Work task: Word for word, print all of the entries below.

-------- Records supplied

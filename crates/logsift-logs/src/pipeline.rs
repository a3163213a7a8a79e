use std::io;

use tracing::{debug, trace};

use logsift_types::{FilterCriteria, LogLevel, SkipReason};

use crate::filter::FilterMatcher;
use crate::io::{LineSink, LineSource};
use crate::parser::LineParser;

/// Fatal pipeline failure
#[derive(Debug, thiserror::Error)]
pub enum PipelineError {
    #[error("failed to read input line {line}")]
    Read {
        line: u64,
        #[source]
        source: io::Error,
    },

    #[error("failed to write output")]
    Write(#[source] io::Error),
}

/// Counts per log level among valid scanned lines
#[derive(Clone, Debug, Default, PartialEq, Eq)]
pub struct LevelCounts {
    pub info: usize,
    pub warn: usize,
    pub error: usize,
}

impl LevelCounts {
    fn record(&mut self, level: LogLevel) {
        match level {
            LogLevel::Info => self.info += 1,
            LogLevel::Warn => self.warn += 1,
            LogLevel::Error => self.error += 1,
        }
    }

    pub fn total(&self) -> usize {
        self.info + self.warn + self.error
    }
}

/// Counts per skip reason. Diagnostic only, never part of the report output.
#[derive(Clone, Debug, Default, PartialEq, Eq)]
pub struct SkipCounts {
    pub blank: usize,
    pub segment_count: usize,
    pub invalid_level: usize,
}

impl SkipCounts {
    fn record(&mut self, reason: &SkipReason) {
        match reason {
            SkipReason::Blank => self.blank += 1,
            SkipReason::SegmentCount { .. } => self.segment_count += 1,
            SkipReason::InvalidLevel { .. } => self.invalid_level += 1,
        }
    }

    pub fn total(&self) -> usize {
        self.blank + self.segment_count + self.invalid_level
    }
}

/// Result of a completed run
#[derive(Clone, Debug, Default, PartialEq, Eq)]
pub struct ScanReport {
    /// Lines that parsed and carried an allowed level
    pub total_valid_scanned: usize,

    /// Lines that also passed the filters and were written
    pub lines_written: usize,

    pub levels: LevelCounts,

    pub skipped: SkipCounts,
}

/// Single-pass batch filter over a line source
pub struct LogFilter {
    matcher: FilterMatcher,
}

impl LogFilter {
    pub fn new(criteria: FilterCriteria) -> Self {
        Self {
            matcher: FilterMatcher::new(criteria),
        }
    }

    /// Scan every line of `source` and write the matching entries to `sink`
    ///
    /// Output is collected in input order and handed to the sink in one batch
    /// after the input is exhausted. A read error aborts before anything is
    /// written.
    pub fn run<S, W>(&self, source: &mut S, sink: &mut W) -> Result<ScanReport, PipelineError>
    where
        S: LineSource + ?Sized,
        W: LineSink + ?Sized,
    {
        let mut report = ScanReport::default();
        let mut output = Vec::new();
        let mut line_number: u64 = 0;

        loop {
            line_number += 1;
            let raw = match source.next_line() {
                Ok(Some(raw)) => raw,
                Ok(None) => break,
                Err(err) => {
                    return Err(PipelineError::Read {
                        line: line_number,
                        source: err,
                    });
                }
            };

            let entry = match LineParser::classify(&raw) {
                Ok(entry) => entry,
                Err(reason) => {
                    trace!(line = line_number, ?reason, "skipping line");
                    report.skipped.record(&reason);
                    continue;
                }
            };

            report.total_valid_scanned += 1;
            report.levels.record(entry.level);

            if self.matcher.matches(&entry) {
                output.push(entry.format_line());
                report.lines_written += 1;
            }
        }

        sink.write_lines(&output).map_err(PipelineError::Write)?;

        debug!(
            scanned = report.total_valid_scanned,
            written = report.lines_written,
            info = report.levels.info,
            warn = report.levels.warn,
            error = report.levels.error,
            blank = report.skipped.blank,
            malformed = report.skipped.segment_count,
            invalid_level = report.skipped.invalid_level,
            "scan complete"
        );

        Ok(report)
    }
}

----------------

The answer:
filename crates/logsift-logs/src/pipeline.rs
repository a3163213a7a8a79e
use std::io;

use tracing::{debug, trace};

use logsift_types::{FilterCriteria, LogLevel, SkipReason};

use crate::filter::FilterMatcher;
use crate::io::{LineSink, LineSource};
use crate::parser::LineParser;

/// Fatal pipeline failure
#[derive(Debug, thiserror::Error)]
pub enum PipelineError {
    #[error("failed to read input line {line}")]
    Read {
        line: u64,
        #[source]
        source: io::Error,
    },

    #[error("failed to write output")]
    Write(#[source] io::Error),
}

/// Counts per log level among valid scanned lines
#[derive(Clone, Debug, Default, PartialEq, Eq)]
pub struct LevelCounts {
    pub info: usize,
    pub warn: usize,
    pub error: usize,
}

impl LevelCounts {
    fn record(&mut self, level: LogLevel) {
        match level {
            LogLevel::Info => self.info += 1,
            LogLevel::Warn => self.warn += 1,
            LogLevel::Error => self.error += 1,
        }
    }

    pub fn total(&self) -> usize {
        self.info + self.warn + self.error
    }
}

/// Counts per skip reason. Diagnostic only, never part of the report output.
#[derive(Clone, Debug, Default, PartialEq, Eq)]
pub struct SkipCounts {
    pub blank: usize,
    pub segment_count: usize,
    pub invalid_level: usize,
}

impl SkipCounts {
    fn record(&mut self, reason: &SkipReason) {
        match reason {
            SkipReason::Blank => self.blank += 1,
            SkipReason::SegmentCount { .. } => self.segment_count += 1,
            SkipReason::InvalidLevel { .. } => self.invalid_level += 1,
        }
    }

    pub fn total(&self) -> usize {
        self.blank + self.segment_count + self.invalid_level
    }
}

/// Result of a completed run
#[derive(Clone, Debug, Default, PartialEq, Eq)]
pub struct ScanReport {
    /// Lines that parsed and carried an allowed level
    pub total_valid_scanned: usize,

    /// Lines that also passed the filters and were written
    pub lines_written: usize,

    pub levels: LevelCounts,

    pub skipped: SkipCounts,
}

/// Single-pass batch filter over a line source
pub struct LogFilter {
    matcher: FilterMatcher,
}

impl LogFilter {
    pub fn new(criteria: FilterCriteria) -> Self {
        Self {
            matcher: FilterMatcher::new(criteria),
        }
    }

    /// Scan every line of `source` and write the matching entries to `sink`
    ///
    /// Output is collected in input order and handed to the sink in one batch
    /// after the input is exhausted. A read error aborts before anything is
    /// written.
    pub fn run<S, W>(&self, source: &mut S, sink: &mut W) -> Result<ScanReport, PipelineError>
    where
        S: LineSource + ?Sized,
        W: LineSink + ?Sized,
    {
        let mut report = ScanReport::default();
        let mut output = Vec::new();
        let mut line_number: u64 = 0;

        loop {
            line_number += 1;
            let raw = match source.next_line() {
                Ok(Some(raw)) => raw,
                Ok(None) => break,
                Err(err) => {
                    return Err(PipelineError::Read {
                        line: line_number,
                        source: err,
                    });
                }
            };

            let entry = match LineParser::classify(&raw) {
                Ok(entry) => entry,
                Err(reason) => {
                    trace!(line = line_number, ?reason, "skipping line");
                    report.skipped.record(&reason);
                    continue;
                }
            };

            report.total_valid_scanned += 1;
            report.levels.record(entry.level);

            if self.matcher.matches(&entry) {
                output.push(entry.format_line());
                report.lines_written += 1;
            }
        }

        sink.write_lines(&output).map_err(PipelineError::Write)?;

        debug!(
            scanned = report.total_valid_scanned,
            written = report.lines_written,
            info = report.levels.info,
            warn = report.levels.warn,
            error = report.levels.error,
            blank = report.skipped.blank,
            malformed = report.skipped.segment_count,
            invalid_level = report.skipped.invalid_level,
            "scan complete"
        );

        Ok(report)
    }
}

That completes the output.